Fiester and his team at the Woods Hole Oceanographic Institution spent 10 days tagging and tracking great white sharks that populate the island’s waters off Mexico’s west coast using an autonomous underwater vehicle that the young alumnus helped design. What the team came away with was some intense and eye-opening footage of great white shark behavior.
The expedition’s footage and the Woods Hole team were featured Monday night on Jaws of the Deep as part of the Discovery Channel’s annual Shark Week series.
“The waters were completely shark infested,” says Fiester, a graduate of Northeastern’s mechanical engineering program. “At one point, a 16-foot female shark swam right up to our boat.”
Fiester was one of three engineers on the trip, having helped design the newest version of the REMUS SharkCam AUV that can track sharks to a depth of 600 meters. The original SharkCam—which was also used to capture footage—can track sharks up to 100 meters below the water surface.
The waters were completely shark infested.
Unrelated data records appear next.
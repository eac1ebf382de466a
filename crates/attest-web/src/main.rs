//! attest-web server binary.
//!
//! Reads `config.toml` (or the path specified with `--config`), connects
//! the configured ledger backend, and serves the verification form over
//! HTTP.

use std::{path::PathBuf, sync::Arc};

use anyhow::Context as _;
use attest_core::ledger::Ledger;
use attest_google::{ServiceAccountKey, SheetsLedger, TokenProvider, auth};
use attest_store_csv::CsvLedger;
use attest_web::{AppState, LedgerConfig, ServerConfig};
use clap::Parser;
use tokio::net::TcpListener;
use tracing::level_filters::LevelFilter;
use tracing_subscriber::EnvFilter;

#[derive(Parser)]
#[command(author, version, about = "Attest certificate verification server")]
struct Cli {
  /// Path to the TOML configuration file.
  #[arg(short, long, default_value = "config.toml")]
  config: PathBuf,
}

#[tokio::main]
async fn main() -> anyhow::Result<()> {
  // Initialise tracing.
  tracing_subscriber::fmt()
    .with_env_filter(
      EnvFilter::builder()
        .with_default_directive(LevelFilter::INFO.into())
        .from_env_lossy(),
    )
    .init();

  let cli = Cli::parse();

  // Load configuration.
  let settings = config::Config::builder()
    .add_source(config::File::from(cli.config).required(false))
    .add_source(config::Environment::with_prefix("ATTEST").separator("__"))
    .build()
    .context("failed to read config file")?;

  let server_cfg: ServerConfig = settings
    .try_deserialize()
    .context("failed to deserialise ServerConfig")?;

  let address = format!("{}:{}", server_cfg.host, server_cfg.port);

  match &server_cfg.ledger {
    LedgerConfig::Sheets { spreadsheet_id, range, credentials_path } => {
      let http = reqwest::Client::new();
      let key = ServiceAccountKey::load(credentials_path)
        .context("loading service-account key")?;
      let token = Arc::new(TokenProvider::new(http.clone(), key, auth::SCOPES));
      let ledger = SheetsLedger::new(http, token, spreadsheet_id.clone(), range.clone());
      serve(&address, ledger).await
    }
    LedgerConfig::Csv { path } => {
      let ledger = CsvLedger::open(path)
        .await
        .with_context(|| format!("opening CSV ledger at {}", path.display()))?;
      serve(&address, ledger).await
    }
  }
}

async fn serve<L>(address: &str, ledger: L) -> anyhow::Result<()>
where
  L: Ledger + 'static,
  L::Error: std::error::Error + Send + Sync + 'static,
{
  let state = AppState { ledger: Arc::new(ledger) };
  let app = attest_web::router(state);

  tracing::info!("Listening on http://{address}");
  let listener = TcpListener::bind(address)
    .await
    .with_context(|| format!("failed to bind {address}"))?;

  axum::serve(listener, app).await.context("server error")?;

  Ok(())
}
//! The `DocumentStore` trait — where rendered certificates end up.

use std::future::Future;

use crate::record::CertificateId;

/// Abstraction over remote document storage.
pub trait DocumentStore: Send + Sync {
  type Error: std::error::Error + Send + Sync + 'static;

  /// Store the rendered PDF under a name derived from `certificate_id`
  /// and return a publicly readable link to it.
  fn upload<'a>(
    &'a self,
    certificate_id: &'a CertificateId,
    pdf: Vec<u8>,
  ) -> impl Future<Output = Result<String, Self::Error>> + Send + 'a;
}
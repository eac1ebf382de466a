//! Error types for `attest-core`.

use thiserror::Error;

#[derive(Debug, Error)]
pub enum Error {
  #[error("ledger row is missing the {0} column")]
  MissingColumn(&'static str),

  #[error("invalid issue date: {0:?}")]
  InvalidIssueDate(String),
}

pub type Result<T, E = Error> = std::result::Result<T, E>;
//! Glyph rasterization onto the certificate canvas.

use image::{Rgba, RgbaImage};
use rusttype::{Font, Scale, point};

/// Draw `text` with its top-left corner at `(x, y)`.
///
/// Each glyph's coverage is alpha-blended against the existing pixels, so
/// anti-aliased edges composite cleanly over the template artwork.
pub fn draw_text(
  img:   &mut RgbaImage,
  font:  &Font<'_>,
  px:    f32,
  x:     i32,
  y:     i32,
  color: Rgba<u8>,
  text:  &str,
) {
  let scale = Scale::uniform(px);
  let v_metrics = font.v_metrics(scale);
  let baseline = point(x as f32, y as f32 + v_metrics.ascent);

  for glyph in font.layout(text, scale, baseline) {
    let Some(bb) = glyph.pixel_bounding_box() else { continue };

    glyph.draw(|gx, gy, coverage| {
      let px_x = gx as i32 + bb.min.x;
      let px_y = gy as i32 + bb.min.y;
      if px_x < 0 || px_y < 0 {
        return;
      }
      let (px_x, px_y) = (px_x as u32, px_y as u32);
      if px_x >= img.width() || px_y >= img.height() {
        return;
      }

      let alpha = coverage.clamp(0.0, 1.0);
      let inv = 1.0 - alpha;
      let dst = img.get_pixel_mut(px_x, px_y);
      for channel in 0..3 {
        dst.0[channel] =
          (color.0[channel] as f32 * alpha + dst.0[channel] as f32 * inv) as u8;
      }
      dst.0[3] = 255;
    });
  }
}
//! Core types for Honor Culture.
//!
//! This module provides type-safe wrappers for common domain concepts.

pub mod email;
pub mod id;
pub mod lenient;
pub mod status;

pub use email::{Email, EmailError};
pub use id::*;
pub use status::*;
//! HTTP middleware.
//!
//! # Middleware Order (outermost first)
//!
//! 1. Sentry layers (hub per request, HTTP context)
//! 2. `TraceLayer` (`http_request` span)
//! 3. Request ID (record in span, echo in response)
//! 4. CORS
//! 5. Body token (lift JSON `token` into `Authorization`)
//!
//! [`RequireAdmin`] then resolves the token inside protected handlers.

pub mod auth;
pub mod body_token;
pub mod request_id;

pub use auth::{REDACTED, RequireAdmin, redact_query, redacted_uri, token_from_parts};
pub use body_token::body_token_middleware;
pub use request_id::{REQUEST_ID_HEADER, request_id_middleware};
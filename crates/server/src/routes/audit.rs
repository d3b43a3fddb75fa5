//! Audit log route.

use axum::{
    Json, Router,
    extract::{Query, State},
    routing::get,
};
use honor_culture_core::AuditEntry;
use serde::Deserialize;
use tracing::instrument;

use super::parse_query_value;
use crate::error::Result;
use crate::middleware::RequireAdmin;
use crate::services::audit::DEFAULT_AUDIT_LIMIT;
use crate::state::AppState;

/// Audit routes.
pub fn routes() -> Router<AppState> {
    Router::new().route("/audit-log", get(recent))
}

/// Query parameters for the audit log.
#[derive(Debug, Default, Deserialize)]
pub struct AuditQuery {
    pub limit: Option<String>,
}

/// Most recent audit entries, newest first.
#[instrument(skip(state, _admin))]
pub async fn recent(
    State(state): State<AppState>,
    _admin: RequireAdmin,
    Query(query): Query<AuditQuery>,
) -> Result<Json<Vec<AuditEntry>>> {
    let limit = parse_query_value(query.limit.as_deref(), "limit")?.unwrap_or(DEFAULT_AUDIT_LIMIT);
    Ok(Json(state.audit().recent(limit).await))
}
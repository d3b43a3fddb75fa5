//! Checkout, order management and inventory alerts.

#![allow(clippy::unwrap_used)]

use axum::http::{Method, StatusCode};
use honor_culture_integration_tests::{TestContext, order_body};
use serde_json::json;

#[tokio::test]
async fn test_empty_cart_is_rejected_without_mutation() {
    let ctx = TestContext::new().await;
    let token = ctx.login().await;

    let mut body = order_body();
    body["items"] = json!([]);
    let response = ctx.post("/api/orders", body).await;

    assert_eq!(response.status, StatusCode::BAD_REQUEST);
    assert_eq!(
        response.json,
        json!({ "success": false, "message": "No items in order" })
    );

    let orders = ctx.request(Method::GET, "/api/orders", Some(&token), None).await;
    assert_eq!(orders.json, json!([]));
}

#[tokio::test]
async fn test_missing_shipping_is_rejected() {
    let ctx = TestContext::new().await;

    let mut body = order_body();
    body["shippingInfo"]["postalCode"] = json!("  ");
    let response = ctx.post("/api/orders", body).await;

    assert_eq!(response.status, StatusCode::BAD_REQUEST);
    assert_eq!(response.json["message"], "Missing shipping information");
}

#[tokio::test]
async fn test_place_order_stores_detached_redacted_copy() {
    let ctx = TestContext::new().await;
    let token = ctx.login().await;

    let placed = ctx.post("/api/orders", order_body()).await;
    assert_eq!(placed.status, StatusCode::OK, "{}", placed.text);
    assert_eq!(placed.json["success"], true);
    assert_eq!(placed.json["message"], "Order placed successfully");
    let order_id = placed.json["orderId"].as_str().unwrap().to_string();
    assert!(order_id.starts_with("ORD-"));
    assert_eq!(placed.json["order"]["total"].as_f64(), Some(90.0));
    assert_eq!(placed.json["order"]["status"], "Pending");
    assert_eq!(
        placed.json["order"]["paymentInfo"],
        json!({ "cardHolderName": "Jordan Reyes", "lastFourDigits": "4242" })
    );
    assert!(!placed.text.contains("4242 4242"));

    // Removing the product must not reach the stored order.
    let deleted = ctx
        .request(Method::DELETE, "/api/products/p1", Some(&token), None)
        .await;
    assert_eq!(deleted.status, StatusCode::OK);

    let stored = ctx
        .request(Method::GET, &format!("/api/orders/{order_id}"), Some(&token), None)
        .await;
    assert_eq!(stored.status, StatusCode::OK);
    assert_eq!(stored.json["items"], placed.json["order"]["items"]);
    assert_eq!(stored.json["items"][0]["name"], "Performance Tee");
    assert_eq!(stored.json["items"][0]["image"], "https://example.com/tee.jpg");

    let orders = ctx.request(Method::GET, "/api/orders", Some(&token), None).await;
    assert_eq!(orders.json.as_array().unwrap().len(), 1);
}

#[tokio::test]
async fn test_place_order_notifies_in_background() {
    let ctx = TestContext::new().await;

    let placed = ctx.post("/api/orders", order_body()).await;
    assert_eq!(placed.status, StatusCode::OK);

    let messages = ctx.notifier.wait_for(1).await;
    assert_eq!(messages.len(), 1);
    assert!(messages[0].contains(placed.json["orderId"].as_str().unwrap()));
    assert!(messages[0].contains("Jordan Reyes"));
}

#[tokio::test]
async fn test_failed_notification_does_not_fail_order() {
    let ctx = TestContext::new().await;
    ctx.notifier.fail_deliveries();

    let placed = ctx.post("/api/orders", order_body()).await;
    assert_eq!(placed.status, StatusCode::OK);
    assert_eq!(placed.json["success"], true);
}

#[tokio::test]
async fn test_order_endpoints_require_a_session() {
    let ctx = TestContext::new().await;

    assert_eq!(ctx.get("/api/orders").await.status, StatusCode::UNAUTHORIZED);
    assert_eq!(
        ctx.get("/api/orders/ORD-1").await.status,
        StatusCode::UNAUTHORIZED
    );
}

#[tokio::test]
async fn test_update_order_status() {
    let ctx = TestContext::new().await;
    let token = ctx.login().await;
    let placed = ctx.post("/api/orders", order_body()).await;
    let uri = format!("/api/orders/{}", placed.json["orderId"].as_str().unwrap());

    let shipped = ctx
        .request(Method::PUT, &uri, Some(&token), Some(json!({ "status": "Shipped" })))
        .await;
    assert_eq!(shipped.status, StatusCode::OK);
    assert_eq!(shipped.json["status"], "Shipped");
    assert!(shipped.json["updatedAt"].is_string());

    let invalid = ctx
        .request(Method::PUT, &uri, Some(&token), Some(json!({ "status": "Lost" })))
        .await;
    assert_eq!(invalid.status, StatusCode::BAD_REQUEST);

    let missing = ctx
        .request(
            Method::PUT,
            "/api/orders/ORD-0",
            Some(&token),
            Some(json!({ "status": "Shipped" })),
        )
        .await;
    assert_eq!(missing.status, StatusCode::NOT_FOUND);
    assert_eq!(missing.json["error"], "Order not found");

    let log = ctx
        .request(Method::GET, "/api/audit-log?limit=1", Some(&token), None)
        .await;
    assert_eq!(log.json[0]["action"], "UPDATE_ORDER");
}

#[tokio::test]
async fn test_inventory_alerts() {
    let ctx = TestContext::new().await;
    let token = ctx.login().await;

    ctx.request(
        Method::PUT,
        "/api/products/p6",
        Some(&token),
        Some(json!({ "inventory": 0 })),
    )
    .await;

    let alerts = ctx
        .request(Method::GET, "/api/inventory/alerts?threshold=45", Some(&token), None)
        .await;
    assert_eq!(alerts.status, StatusCode::OK);

    let low: Vec<&str> = alerts.json["lowStock"]
        .as_array()
        .unwrap()
        .iter()
        .map(|p| p["id"].as_str().unwrap())
        .collect();
    assert_eq!(low, vec!["p4", "p6"]);
    assert_eq!(alerts.json["outOfStock"][0]["id"], "p6");
    assert_eq!(alerts.json["outOfStock"][0]["variantStock"], 15);
    assert_eq!(alerts.json["total"], 3);

    let default = ctx
        .request(Method::GET, "/api/inventory/alerts", Some(&token), None)
        .await;
    assert_eq!(default.json["lowStock"].as_array().unwrap().len(), 1);

    let unauthorized = ctx.get("/api/inventory/alerts").await;
    assert_eq!(unauthorized.status, StatusCode::UNAUTHORIZED);
}
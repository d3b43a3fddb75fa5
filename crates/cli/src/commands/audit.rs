//! Audit log reader.
//!
//! # Usage
//!
//! ```bash
//! hc-cli audit tail --limit 20
//! ```

use std::path::Path;

use honor_culture_server::services::audit::AuditService;
use honor_culture_server::store::{DocumentStore, StoreError, load_document};
use tracing::info;

/// Log the `limit` most recent audit entries, newest first.
///
/// # Errors
///
/// Returns a store error if the document is missing, unreadable or
/// malformed.
pub async fn tail(path: &Path, limit: usize) -> Result<(), StoreError> {
    let bytes = tokio::fs::read(path).await.map_err(|source| StoreError::Io {
        path: path.to_path_buf(),
        source,
    })?;
    let store = DocumentStore::from_document(path, load_document(path, &bytes)?);
    let entries = AuditService::new(&store).recent(limit).await;

    if entries.is_empty() {
        info!("Audit log is empty");
    }
    for entry in entries {
        info!(
            timestamp = %entry.timestamp,
            admin_id = %entry.admin_id,
            action = %entry.action,
            details = %entry.details,
            "{}",
            entry.id
        );
    }
    Ok(())
}
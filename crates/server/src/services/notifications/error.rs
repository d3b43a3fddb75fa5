//! Notification errors.

use thiserror::Error;

/// Errors that can occur when delivering a notification.
#[derive(Debug, Error)]
pub enum NotifyError {
    /// No notifier is configured.
    #[error("Telegram chat ID not configured")]
    NotConfigured,

    /// Building the HTTP client failed.
    #[error("Notifier setup failed: {0}")]
    Setup(String),

    /// HTTP request failed before a response arrived.
    #[error("Notification request failed: {0}")]
    Request(String),

    /// The messaging API rejected the message.
    #[error("Notification rejected ({status}): {description}")]
    Api {
        /// HTTP status returned by the API.
        status: u16,
        /// Error description returned by the API.
        description: String,
    },
}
At one point, a 16-foot female shark swam right up to our boat.”
—Carl Fiester, E’14
Fiester said he enjoys working to solve the various challenges of his job, from trying to determine the best way to outfit the nose of the AUV so the vehicle can work efficiently to making sure the two vehicles follow the sharks that have been tagged.
“We don’t have a live stream as the vehicles are underwater,” he explained. “So it is kind of hard to tell what you will get until the vehicle comes back to the surface. It is absolutely exhilarating.” In some cases, that could include bite marks or scratches from great whites that got a little to close to the SharkCams.
Having dreamed of working in marine science for most of his life, Fiester, a Cape Cod resident, was able to immerse himself in the field through Northeastern’s co-op program. His second co-op as an undergraduate student was at Hydroid, a marine robotics company. But while he enjoyed his time at Hydroid, Fiester wanted his third co-op to focus on the research and development aspect of marine science and engineering. So he found a co-op at Woods Hole on Cape Cod and then returned there to work full time after graduating.
“This was my first time working with sharks, and that is some cool stuff, but what is interesting to me is being able to make sure the vehicles follow the acoustic tag on the shark and see where it is going to go,” Fiester said. “That is an incredibly hard problem to solve and we are the only ones doing it.”